Extracted material Block Start
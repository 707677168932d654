// Resource Domain Model

use super::error::{DomainError, Result};
use std::time::Duration;

/// Bytes per mebibyte, used for log fields
pub const MIB: u64 = 1024 * 1024;

/// Immutable snapshot produced by each monitor tick
#[derive(Debug, Clone, PartialEq)]
pub struct ResourceSample {
    /// Milliseconds since epoch
    pub timestamp: i64,
    /// Resident set size of this process
    pub app_memory_bytes: u64,
    pub system_memory_used_bytes: u64,
    pub system_memory_total_bytes: u64,
    /// 0.0 - 100.0
    pub system_memory_percent: f64,
    pub worker_count: usize,
    /// 0.0 - 100.0, averaged over the configured CPU window
    pub cpu_percent: f64,
    /// Number of reclaim passes run by the monitor so far
    pub reclaim_cycles: u64,
}

impl ResourceSample {
    /// Used fraction of system memory (0.0 - 1.0)
    pub fn system_memory_fraction(&self) -> f64 {
        self.system_memory_percent / 100.0
    }

    /// CPU usage as a fraction of total capacity (0.0 - 1.0)
    pub fn cpu_fraction(&self) -> f64 {
        self.cpu_percent / 100.0
    }
}

/// Resource thresholds
///
/// Warning bands are fractions of the configured maxima. The shutdown
/// triggers are fractions of total system capacity.
#[derive(Debug, Clone, PartialEq)]
pub struct ResourceThresholds {
    pub max_app_memory_bytes: u64,
    /// Fraction of `max_app_memory_bytes` that triggers a reclaim pass
    pub app_memory_warning_fraction: f64,
    pub max_workers: usize,
    /// Fraction of `max_workers` that triggers a warning
    pub worker_warning_fraction: f64,
    /// Used system memory fraction that triggers auto-shutdown
    pub system_memory_shutdown_fraction: f64,
    /// CPU fraction that triggers auto-shutdown
    pub cpu_shutdown_fraction: f64,
    pub sample_interval: Duration,
    /// Window CPU usage is averaged over
    pub cpu_sample_window: Duration,
    pub auto_shutdown: bool,
}

impl Default for ResourceThresholds {
    fn default() -> Self {
        Self {
            max_app_memory_bytes: 2048 * MIB,
            app_memory_warning_fraction: 0.8,
            max_workers: 10_000,
            worker_warning_fraction: 0.8,
            system_memory_shutdown_fraction: 0.9,
            cpu_shutdown_fraction: 0.95,
            sample_interval: Duration::from_secs(5),
            cpu_sample_window: Duration::from_millis(200),
            auto_shutdown: true,
        }
    }
}

impl ResourceThresholds {
    /// App memory level at which a reclaim pass is requested
    pub fn app_memory_warning_bytes(&self) -> u64 {
        (self.max_app_memory_bytes as f64 * self.app_memory_warning_fraction) as u64
    }

    /// Worker count at which a warning is logged
    pub fn worker_warning_count(&self) -> usize {
        (self.max_workers as f64 * self.worker_warning_fraction) as usize
    }

    /// Reject configurations the monitor cannot act on
    pub fn validate(&self) -> Result<()> {
        check_fraction("app_memory_warning_fraction", self.app_memory_warning_fraction)?;
        check_fraction("worker_warning_fraction", self.worker_warning_fraction)?;
        check_fraction(
            "system_memory_shutdown_fraction",
            self.system_memory_shutdown_fraction,
        )?;
        check_fraction("cpu_shutdown_fraction", self.cpu_shutdown_fraction)?;

        if self.max_app_memory_bytes == 0 {
            return Err(DomainError::InvalidThreshold {
                name: "max_app_memory_bytes",
                reason: "must be greater than zero".to_string(),
            });
        }
        if self.max_workers == 0 {
            return Err(DomainError::InvalidThreshold {
                name: "max_workers",
                reason: "must be greater than zero".to_string(),
            });
        }
        if self.sample_interval.is_zero() {
            return Err(DomainError::InvalidThreshold {
                name: "sample_interval",
                reason: "must be non-zero".to_string(),
            });
        }
        Ok(())
    }
}

fn check_fraction(name: &'static str, value: f64) -> Result<()> {
    if !(value > 0.0 && value <= 1.0) {
        return Err(DomainError::InvalidThreshold {
            name,
            reason: format!("{} is outside (0, 1]", value),
        });
    }
    Ok(())
}

#[cfg(test)]
mod tests {
    use super::*;

    #[test]
    fn test_default_thresholds_are_valid() {
        assert!(ResourceThresholds::default().validate().is_ok());
    }

    #[test]
    fn test_warning_levels_are_fractions_of_maxima() {
        let thresholds = ResourceThresholds {
            max_app_memory_bytes: 1000,
            app_memory_warning_fraction: 0.75,
            max_workers: 200,
            worker_warning_fraction: 0.5,
            ..Default::default()
        };

        assert_eq!(thresholds.app_memory_warning_bytes(), 750);
        assert_eq!(thresholds.worker_warning_count(), 100);
    }

    #[test]
    fn test_fraction_out_of_range_rejected() {
        let thresholds = ResourceThresholds {
            cpu_shutdown_fraction: 1.5,
            ..Default::default()
        };

        let err = thresholds.validate().unwrap_err();
        assert!(err.to_string().contains("cpu_shutdown_fraction"));
    }

    #[test]
    fn test_zero_interval_rejected() {
        let thresholds = ResourceThresholds {
            sample_interval: Duration::ZERO,
            ..Default::default()
        };

        assert!(thresholds.validate().is_err());
    }
}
Extracted material Block End
• [Description of the task]
In full and without alteration, write out each record.

• [Expected answer]
repository 707677168932d654
// Resource Domain Model

use super::error::{DomainError, Result};
use std::time::Duration;

/// Bytes per mebibyte, used for log fields
pub const MIB: u64 = 1024 * 1024;

/// Immutable snapshot produced by each monitor tick
#[derive(Debug, Clone, PartialEq)]
pub struct ResourceSample {
    /// Milliseconds since epoch
    pub timestamp: i64,
    /// Resident set size of this process
    pub app_memory_bytes: u64,
    pub system_memory_used_bytes: u64,
    pub system_memory_total_bytes: u64,
    /// 0.0 - 100.0
    pub system_memory_percent: f64,
    pub worker_count: usize,
    /// 0.0 - 100.0, averaged over the configured CPU window
    pub cpu_percent: f64,
    /// Number of reclaim passes run by the monitor so far
    pub reclaim_cycles: u64,
}

impl ResourceSample {
    /// Used fraction of system memory (0.0 - 1.0)
    pub fn system_memory_fraction(&self) -> f64 {
        self.system_memory_percent / 100.0
    }

    /// CPU usage as a fraction of total capacity (0.0 - 1.0)
    pub fn cpu_fraction(&self) -> f64 {
        self.cpu_percent / 100.0
    }
}

/// Resource thresholds
///
/// Warning bands are fractions of the configured maxima. The shutdown
/// triggers are fractions of total system capacity.
#[derive(Debug, Clone, PartialEq)]
pub struct ResourceThresholds {
    pub max_app_memory_bytes: u64,
    /// Fraction of `max_app_memory_bytes` that triggers a reclaim pass
    pub app_memory_warning_fraction: f64,
    pub max_workers: usize,
    /// Fraction of `max_workers` that triggers a warning
    pub worker_warning_fraction: f64,
    /// Used system memory fraction that triggers auto-shutdown
    pub system_memory_shutdown_fraction: f64,
    /// CPU fraction that triggers auto-shutdown
    pub cpu_shutdown_fraction: f64,
    pub sample_interval: Duration,
    /// Window CPU usage is averaged over
    pub cpu_sample_window: Duration,
    pub auto_shutdown: bool,
}

impl Default for ResourceThresholds {
    fn default() -> Self {
        Self {
            max_app_memory_bytes: 2048 * MIB,
            app_memory_warning_fraction: 0.8,
            max_workers: 10_000,
            worker_warning_fraction: 0.8,
            system_memory_shutdown_fraction: 0.9,
            cpu_shutdown_fraction: 0.95,
            sample_interval: Duration::from_secs(5),
            cpu_sample_window: Duration::from_millis(200),
            auto_shutdown: true,
        }
    }
}

impl ResourceThresholds {
    /// App memory level at which a reclaim pass is requested
    pub fn app_memory_warning_bytes(&self) -> u64 {
        (self.max_app_memory_bytes as f64 * self.app_memory_warning_fraction) as u64
    }

    /// Worker count at which a warning is logged
    pub fn worker_warning_count(&self) -> usize {
        (self.max_workers as f64 * self.worker_warning_fraction) as usize
    }

    /// Reject configurations the monitor cannot act on
    pub fn validate(&self) -> Result<()> {
        check_fraction("app_memory_warning_fraction", self.app_memory_warning_fraction)?;
        check_fraction("worker_warning_fraction", self.worker_warning_fraction)?;
        check_fraction(
            "system_memory_shutdown_fraction",
            self.system_memory_shutdown_fraction,
        )?;
        check_fraction("cpu_shutdown_fraction", self.cpu_shutdown_fraction)?;

        if self.max_app_memory_bytes == 0 {
            return Err(DomainError::InvalidThreshold {
                name: "max_app_memory_bytes",
                reason: "must be greater than zero".to_string(),
            });
        }
        if self.max_workers == 0 {
            return Err(DomainError::InvalidThreshold {
                name: "max_workers",
                reason: "must be greater than zero".to_string(),
            });
        }
        if self.sample_interval.is_zero() {
            return Err(DomainError::InvalidThreshold {
                name: "sample_interval",
                reason: "must be non-zero".to_string(),
            });
        }
        Ok(())
    }
}

fn check_fraction(name: &'static str, value: f64) -> Result<()> {
    if !(value > 0.0 && value <= 1.0) {
        return Err(DomainError::InvalidThreshold {
            name,
            reason: format!("{} is outside (0, 1]", value),
        });
    }
    Ok(())
}

#[cfg(test)]
mod tests {
    use super::*;

    #[test]
    fn test_default_thresholds_are_valid() {
        assert!(ResourceThresholds::default().validate().is_ok());
    }

    #[test]
    fn test_warning_levels_are_fractions_of_maxima() {
        let thresholds = ResourceThresholds {
            max_app_memory_bytes: 1000,
            app_memory_warning_fraction: 0.75,
            max_workers: 200,
            worker_warning_fraction: 0.5,
            ..Default::default()
        };

        assert_eq!(thresholds.app_memory_warning_bytes(), 750);
        assert_eq!(thresholds.worker_warning_count(), 100);
    }

    #[test]
    fn test_fraction_out_of_range_rejected() {
        let thresholds = ResourceThresholds {
            cpu_shutdown_fraction: 1.5,
            ..Default::default()
        };

        let err = thresholds.validate().unwrap_err();
        assert!(err.to_string().contains("cpu_shutdown_fraction"));
    }

    #[test]
    fn test_zero_interval_rejected() {
        let thresholds = ResourceThresholds {
            sample_interval: Duration::ZERO,
            ..Default::default()
        };

        assert!(thresholds.validate().is_err());
    }
}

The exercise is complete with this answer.